La neumoconiosis, literalmente “pulmón polvoriento”, es el paradigma clásico de enfermedad pulmonar laboral. Se debe a inhalación durante largos períodos de polvo con capacidad fibrogénica, como el de sílice, asbesto o carbón. En último término, la presencia de polvo en los pulmones provoca una respuesta de fibrosis con rigidez y pérdida de distensibilidad e incapacidad consiguiente para expandirse. El resultado es una enfermedad restrictiva que se manifiesta por disminución de la FVC.

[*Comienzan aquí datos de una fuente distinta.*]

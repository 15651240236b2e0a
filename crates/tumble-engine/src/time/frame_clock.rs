/// Accumulated animation state advanced once per frame.
#[derive(Debug, Copy, Clone, Default, PartialEq)]
pub struct FrameState {
    /// Sum of all frame deltas, in seconds.
    pub elapsed_seconds: f64,

    /// Base rotation angle in radians (one radian per second of frame time).
    pub rotation_angle: f64,
}

/// Frame timing snapshot.
#[derive(Debug, Copy, Clone)]
pub struct FrameTime {
    /// Time elapsed since the previous frame tick, in seconds.
    pub dt: f64,

    /// Host timestamp passed to the tick, in seconds.
    pub now_seconds: f64,

    /// Monotonic frame counter.
    pub frame_index: u64,

    /// State after this tick was applied.
    pub state: FrameState,
}

/// Frame clock turning host timestamps into `FrameTime` snapshots.
///
/// The clock does not read the system time itself: the host passes a monotonic
/// timestamp to every `tick`. The first tick after construction (or `reset`)
/// only establishes the baseline and reports `dt == 0`.
///
/// Timestamps that go backwards produce `dt == 0`, so `rotation_angle` never
/// decreases.
#[derive(Debug, Clone, Default)]
pub struct FrameClock {
    last: Option<f64>,
    frame_index: u64,
    dt_max: Option<f64>,
    state: FrameState,
}

impl FrameClock {
    /// Creates an unclamped clock.
    pub fn new() -> Self {
        Self::default()
    }

    /// Creates a clock that clamps each delta to `dt_max` seconds.
    ///
    /// Useful when the host can stall for long periods (debugger, minimized window).
    pub fn with_max_dt(dt_max: f64) -> Self {
        debug_assert!(dt_max >= 0.0);
        Self {
            dt_max: Some(dt_max),
            ..Self::default()
        }
    }

    /// Drops the timestamp baseline; the next tick reports `dt == 0`.
    ///
    /// Accumulated state is kept.
    pub fn reset(&mut self) {
        self.last = None;
    }

    /// Current accumulated state.
    pub fn state(&self) -> FrameState {
        self.state
    }

    /// Advances the clock to `now_seconds` and returns a new `FrameTime`.
    pub fn tick(&mut self, now_seconds: f64) -> FrameTime {
        if !now_seconds.is_finite() {
            log::warn!("frame timestamp {now_seconds} is not finite; using dt = 0");
            return self.advance(0.0, now_seconds);
        }

        let mut dt = match self.last {
            None => 0.0,
            Some(last) if now_seconds < last => {
                log::warn!("frame timestamp went backwards ({last} -> {now_seconds}); using dt = 0");
                0.0
            }
            Some(last) => now_seconds - last,
        };

        if let Some(max) = self.dt_max {
            dt = dt.min(max);
        }

        // A backwards timestamp does not move the baseline back either.
        self.last = Some(self.last.map_or(now_seconds, |last| last.max(now_seconds)));

        self.advance(dt, now_seconds)
    }

    fn advance(&mut self, dt: f64, now_seconds: f64) -> FrameTime {
        self.state.elapsed_seconds += dt;
        self.state.rotation_angle += dt;

        let ft = FrameTime {
            dt,
            now_seconds,
            frame_index: self.frame_index,
            state: self.state,
        };

        self.frame_index = self.frame_index.wrapping_add(1);

        ft
    }

    /// Same as [`tick`](Self::tick) for hosts reporting milliseconds.
    pub fn tick_millis(&mut self, now_millis: f64) -> FrameTime {
        self.tick(now_millis / 1000.0)
    }
}

#[cfg(test)]
mod tests {
    use super::*;

    #[test]
    fn first_tick_has_zero_delta() {
        let mut clock = FrameClock::new();
        let ft = clock.tick(1234.5);
        assert_eq!(ft.dt, 0.0);
        assert_eq!(ft.state.rotation_angle, 0.0);
        assert_eq!(ft.frame_index, 0);
    }

    #[test]
    fn rotation_follows_timestamps() {
        let mut clock = FrameClock::new();
        let angles: Vec<f64> = [0.0, 1.0, 2.0]
            .into_iter()
            .map(|t| clock.tick(t).state.rotation_angle)
            .collect();
        assert_eq!(angles, vec![0.0, 1.0, 2.0]);
    }

    #[test]
    fn rotation_is_running_sum_of_deltas() {
        let mut clock = FrameClock::new();
        let mut sum = 0.0;
        let mut prev = 0.0;
        for t in [0.5, 0.516, 0.533, 0.533, 0.6, 1.75, 1.76, 3.0] {
            let ft = clock.tick(t);
            sum += ft.dt;
            assert!(ft.dt >= 0.0);
            assert!(ft.state.rotation_angle >= prev);
            assert!((ft.state.rotation_angle - sum).abs() < 1e-12);
            prev = ft.state.rotation_angle;
        }
        assert!((clock.state().elapsed_seconds - 2.5).abs() < 1e-12);
    }

    #[test]
    fn backwards_timestamp_yields_zero_delta() {
        let mut clock = FrameClock::new();
        clock.tick(5.0);
        clock.tick(6.0);
        let ft = clock.tick(4.0);
        assert_eq!(ft.dt, 0.0);
        assert_eq!(ft.state.rotation_angle, 1.0);

        // Baseline stays at 6.0.
        let ft = clock.tick(6.5);
        assert!((ft.dt - 0.5).abs() < 1e-12);
    }

    #[test]
    fn non_finite_timestamp_yields_zero_delta() {
        let mut clock = FrameClock::new();
        clock.tick(1.0);
        clock.tick(2.0);

        for t in [f64::NAN, f64::INFINITY, f64::NEG_INFINITY] {
            let ft = clock.tick(t);
            assert_eq!(ft.dt, 0.0);
            assert_eq!(ft.state.rotation_angle, 1.0);
        }

        // Baseline stays at 2.0.
        let ft = clock.tick(2.25);
        assert!((ft.dt - 0.25).abs() < 1e-12);
        assert!((ft.state.rotation_angle - 1.25).abs() < 1e-12);
    }

    #[test]
    fn reset_keeps_state_but_drops_baseline() {
        let mut clock = FrameClock::new();
        clock.tick(0.0);
        clock.tick(2.0);
        clock.reset();

        let ft = clock.tick(60.0);
        assert_eq!(ft.dt, 0.0);
        assert_eq!(ft.state.rotation_angle, 2.0);
        assert_eq!(ft.frame_index, 2);
    }

    #[test]
    fn max_dt_clamps_stalls() {
        let mut clock = FrameClock::with_max_dt(0.25);
        clock.tick(0.0);
        let ft = clock.tick(10.0);
        assert_eq!(ft.dt, 0.25);
        assert_eq!(ft.state.rotation_angle, 0.25);
    }

    #[test]
    fn millis_are_converted() {
        let mut clock = FrameClock::new();
        clock.tick_millis(1000.0);
        let ft = clock.tick_millis(1500.0);
        assert!((ft.dt - 0.5).abs() < 1e-12);
        assert!((ft.now_seconds - 1.5).abs() < 1e-12);
    }
}
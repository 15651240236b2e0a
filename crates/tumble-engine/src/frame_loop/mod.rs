//! Render loop state machine.
//!
//! The loop never talks to the platform directly; the host injects a
//! `FrameScheduler` and calls back into `RenderLoop::run_frame`.

mod render_loop;

pub use render_loop::{FrameScheduler, LoopControl, LoopState, RenderLoop};
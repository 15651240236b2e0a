use crate::coords::Viewport;

use super::SurfaceErrorAction;

pub(crate) fn choose_surface_format(
    caps: &wgpu::SurfaceCapabilities,
    prefer_srgb: bool,
) -> Option<wgpu::TextureFormat> {
    pick_format(&caps.formats, prefer_srgb)
}

fn pick_format(formats: &[wgpu::TextureFormat], prefer_srgb: bool) -> Option<wgpu::TextureFormat> {
    if prefer_srgb {
        if let Some(f) = formats.iter().copied().find(|f| f.is_srgb()) {
            return Some(f);
        }
    }

    formats.first().copied()
}

pub(crate) fn choose_alpha_mode(
    caps: &wgpu::SurfaceCapabilities,
    requested: Option<wgpu::CompositeAlphaMode>,
) -> wgpu::CompositeAlphaMode {
    requested
        .filter(|m| caps.alpha_modes.contains(m))
        .or_else(|| caps.alpha_modes.first().copied())
        .unwrap_or(wgpu::CompositeAlphaMode::Auto)
}

/// wgpu rejects 0x0 surfaces; in that case only `viewport` is updated and
/// configuration is deferred until the next non-zero resize.
pub(crate) fn apply_resize(
    surface: &wgpu::Surface,
    device: &wgpu::Device,
    config: &mut wgpu::SurfaceConfiguration,
    viewport: &mut Viewport,
    new_size: Viewport,
) {
    *viewport = new_size;
    if !new_size.is_valid() {
        return;
    }

    config.width = new_size.width;
    config.height = new_size.height;

    surface.configure(device, config);
}

pub(crate) fn map_surface_error(
    surface: &wgpu::Surface,
    device: &wgpu::Device,
    config: &wgpu::SurfaceConfiguration,
    viewport: Viewport,
    err: wgpu::SurfaceError,
) -> SurfaceErrorAction {
    match err {
        wgpu::SurfaceError::Lost | wgpu::SurfaceError::Outdated => {
            if viewport.is_valid() {
                surface.configure(device, config);
            }
            SurfaceErrorAction::Reconfigured
        }
        wgpu::SurfaceError::OutOfMemory => SurfaceErrorAction::Fatal,
        wgpu::SurfaceError::Timeout => SurfaceErrorAction::SkipFrame,
        wgpu::SurfaceError::Other => SurfaceErrorAction::SkipFrame,
    }
}

#[cfg(test)]
mod tests {
    use super::*;
    use wgpu::TextureFormat as F;

    #[test]
    fn prefers_srgb_when_asked() {
        let formats = [F::Bgra8Unorm, F::Bgra8UnormSrgb];
        assert_eq!(pick_format(&formats, true), Some(F::Bgra8UnormSrgb));
        assert_eq!(pick_format(&formats, false), Some(F::Bgra8Unorm));
    }

    #[test]
    fn falls_back_to_first_format() {
        assert_eq!(pick_format(&[F::Rgba16Float], true), Some(F::Rgba16Float));
        assert_eq!(pick_format(&[], true), None);
    }
}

La bisinosis o hipersensibilidad al polvo de algodón se denominó originalmente “enfermedad de los pulmones pardos” para diferenciarla de la “enfermedad de los pulmones negros”, más grave, que afecta a los trabajadores del carbón. De hecho, los programas de detección y prevención han disminuido de forma marcada el número y la gravedad de los casos de neumoconiosis.

Asma e hipersensibilidad

El asma laboral se ha convertido en la principal enfermedad pulmonar relacionada con el trabajo durante la década de los años 90. Se estima que hasta el

15 % de los adultos asmáticos adquirieron su enfermedad como resultado de la sensibilización laboral. En algunas ocupaciones, el asma afecta hasta al 50 % de los empleados. La tabla 45.4 muestra una lista de los inductores de asma laboral. El tratamiento se basa en evitar el agente sensibilizador, junto con la terapia antiasmática habitual. Es muy recomendable que los pacientes con asma laboral no vuelvan al lugar de trabajo, ni incluso con equipo protector.22

La fiebre por humo es también una enfermedad pulmonar laboral importante. Muchas veces no se diagnostica debido a que se manifiesta por un cuadro de tipo gripal agudo: tos, fiebre, dolores musculares y malestar general cuatro a seis horas después de la exposición. La fiebre por humo de metales puede aparecer después de la exposición a concentraciones elevadas de óxidos metálicos, por ejemplo de cinc o de cobre, sobre todo en soldadores. De modo similar, la fiebre por humo de polímero puede ocurrir en trabajadores expuestos a polímeros plásticos calientes, por ejemplo en los operarios que parten la carne y sellan los trozos con plásticos. La fiebre por humo no es progresiva. Sin embargo, un síndrome similar, la alveolitis alérgica extrínseca, causada por exposición a polvos orgánicos, tiene manifestaciones parecidas pero evoluciona hacia la fibrosis intersticial crónica. La exposición a polvos orgánicos puede ocurrir en numerosos trabajos y afecta a operarios que manipulan quesos y maderas y a los granjeros.23

Síndrome del edificio enfermo

Algunos de los aspectos más nuevos de la enfermedad pulmonar laboral se deben a la polución dentro de los edificios, que se ha hecho más frecuente como consecuencia de las técnicas de construcción destinadas a disminuir el consumo de energía, con riesgo del llamado “síndrome del edificio enfermo”. El síndrome tiene su origen en programas de ahorro de energía que condujeron a nuevas técnicas de construcción para minimizar la pérdida de calor. Los nuevos edificios son herméticos para aislarlos de la temperatura externa, pero eso facilita la acumulación de diversos gases, humos y a veces mohos. Los síntomas más frecuentes consisten en afonía, tos, malestar general, cefalea y rinorrea. Los gases pueden proceder de las moquetas nuevas o de las pinturas. También se pueden importar gases perjudiciales a través de las entradas de aire, por ejemplo humos de gasoil y otras sustancias nocivas o molestas. La cantidad de humedad o los intercambios de aire por hora, medidos por los niveles de CO2, también pueden

afectar a los trabajadores. Una última categoría de enfermedad pulmonar laboral comprende las enfermedades infecciosas transmitidas por el aire, como la tuberculosis (v. más adelante).